ALLIOT-MARIE : une icône féminine de l'anti-fédéralisme
La ministre Alliot-Marie a dit ne pas croire "qu'il faille passer d'un extrême à l'autre, d'un système jacobin et centralisé à un modèle fédéraliste qui n'est pas dans notre identité".
Nous prenons acte de l'extrémisme reconnu du système jacobin : c'est un aveu de poids car il est fait par une personnalité qui appartient depuis toujours à une organisation politique experte en excès de centralisme, habile en abus d'autorité, ingénieuse en débordement de ses prérogatives, mais aussi très maladroite dans sa soif de pouvoir absolu.
On s'étonne du manque de culture de la blonde ministresse de l'intérieur quand elle affirme que le modèle fédéraliste n'est pas dans l'identité française.
Elle oublie que la France a abrité un bon nombre de penseurs fédéralistes : Montesquieu, Pierre-Joseph Proudhon, Benjamin Constant, Tocqueville. Elle oublie l'influence de Rousseau. Elle fait l'impasse sur Auguste Comte, abandonne Emmanuel Mounier. Elle ignore Edgar Morin et son concept de l'Unitas Multiplex qui s'appuie sur les principes des penseurs fédéralistes comme Denis de Rougemont ou Alexandre Marc.

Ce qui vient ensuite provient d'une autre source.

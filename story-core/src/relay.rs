//! Stream relay: forwards generated text to a sink as it arrives.
//!
//! The relay owns no presentation concerns. Pacing (the typing effect) and
//! transport (stdout, websocket) belong to the sink.

use async_trait::async_trait;
use futures::StreamExt;
use ollama::{GenerateChunk, GenerateRequest, Ollama};
use thiserror::Error;
use tokio::sync::mpsc;

use crate::config::StoryConfig;

/// The single failure a relay reports: the request itself did not succeed.
#[derive(Debug, Error)]
pub enum RequestError {
    #[error("Inference endpoint error: {0}")]
    Endpoint(#[from] ollama::Error),

    #[error("Generation failed: {0}")]
    Other(String),
}

/// Consumer of streamed text fragments.
///
/// `emit` is awaited before the next fragment is read, so a slow sink slows
/// the relay down rather than queueing text.
#[async_trait]
pub trait ChunkSink: Send {
    async fn emit(&mut self, chunk: &str);
}

#[async_trait]
impl<'a, S> ChunkSink for &'a mut S
where
    S: ChunkSink + ?Sized,
{
    async fn emit(&mut self, chunk: &str) {
        (**self).emit(chunk).await
    }
}

/// Collects every fragment.
#[async_trait]
impl ChunkSink for Vec<String> {
    async fn emit(&mut self, chunk: &str) {
        self.push(chunk.to_string());
    }
}

/// Forwards fragments over a bounded channel. A closed receiver drops them.
#[async_trait]
impl ChunkSink for mpsc::Sender<String> {
    async fn emit(&mut self, chunk: &str) {
        let _ = self.send(chunk.to_string()).await;
    }
}

/// Discards every fragment.
#[derive(Debug, Default, Clone, Copy)]
pub struct NullSink;

#[async_trait]
impl ChunkSink for NullSink {
    async fn emit(&mut self, _chunk: &str) {}
}

/// Adapts a closure into a sink.
pub struct FnSink<F>(pub F);

#[async_trait]
impl<F> ChunkSink for FnSink<F>
where
    F: FnMut(&str) + Send,
{
    async fn emit(&mut self, chunk: &str) {
        (self.0)(chunk)
    }
}

/// Stream one generation for `prompt`, forwarding each fragment to `sink`.
///
/// Returns the concatenated text once the endpoint closes the stream. Lines
/// that do not decode, or carry no `response`, are skipped. An empty
/// `response` (Ollama sends one with the final `done` line) is not forwarded
/// to the sink. Any request-level failure aborts immediately and the partial
/// text is discarded.
pub async fn stream_generate<S>(
    client: &Ollama,
    prompt: &str,
    sink: &mut S,
) -> Result<String, RequestError>
where
    S: ChunkSink + ?Sized,
{
    let mut stream = client
        .generate_stream(GenerateRequest::new(prompt))
        .await
        .inspect_err(|e| tracing::warn!(error = %e, "generate request failed"))?;

    let mut text = String::new();
    let mut skipped = 0usize;

    while let Some(item) = stream.next().await {
        match item {
            Ok(GenerateChunk {
                response: Some(fragment),
                ..
            }) => {
                if fragment.is_empty() {
                    continue;
                }
                text.push_str(&fragment);
                sink.emit(&fragment).await;
            }
            Ok(GenerateChunk { error, .. }) => {
                skipped += 1;
                match error {
                    Some(error) => tracing::warn!(%error, "endpoint reported an error line"),
                    None => tracing::debug!("skipping line without response"),
                }
            }
            Err(e) if e.is_line_error() => {
                skipped += 1;
                tracing::debug!(error = %e, "skipping malformed line");
            }
            Err(e) => {
                tracing::warn!(error = %e, chars = text.len(), "stream aborted");
                return Err(e.into());
            }
        }
    }

    tracing::debug!(chars = text.len(), skipped, "stream complete");
    Ok(text)
}

/// Something that turns a prompt into text, streaming it to a sink.
#[async_trait]
pub trait Generate: Send + Sync {
    async fn generate(
        &self,
        prompt: &str,
        sink: &mut (dyn ChunkSink + '_),
    ) -> Result<String, RequestError>;
}

/// [`Generate`] backed by a live Ollama server.
#[derive(Clone)]
pub struct OllamaRelay {
    client: Ollama,
}

impl OllamaRelay {
    pub fn new(client: Ollama) -> Self {
        Self { client }
    }

    pub fn from_config(config: &StoryConfig) -> Result<Self, ollama::Error> {
        Ok(Self::new(config.client()?))
    }

    pub fn client(&self) -> &Ollama {
        &self.client
    }
}

#[async_trait]
impl Generate for OllamaRelay {
    async fn generate(
        &self,
        prompt: &str,
        sink: &mut (dyn ChunkSink + '_),
    ) -> Result<String, RequestError> {
        stream_generate(&self.client, prompt, sink).await
    }
}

Elle fait silence sur la philosophie de l'engagement qui se rattache directement au fédéralisme, qui en fait une éthique et qu'a parfaitement illustrée Albert Camus. Elle tait des penseurs comme Blondel, Lacroix, Ricoeur qui, par le personnalisme, étaient proches du fédéralisme global. Dans un registre différent, Maurice Barrès et Charles Maurras étaient en faveur d'une sorte de provincialisme, d'un retour aux racines et aux sources. Un provincialisme qui se nourrit des vertus régionales en les opposant les unes aux autres ne plaide pas pour le fédéralisme. Cependant, le respect des diversités, bien présent chez ses deux auteurs, appartient aussi à la pensée fédéraliste.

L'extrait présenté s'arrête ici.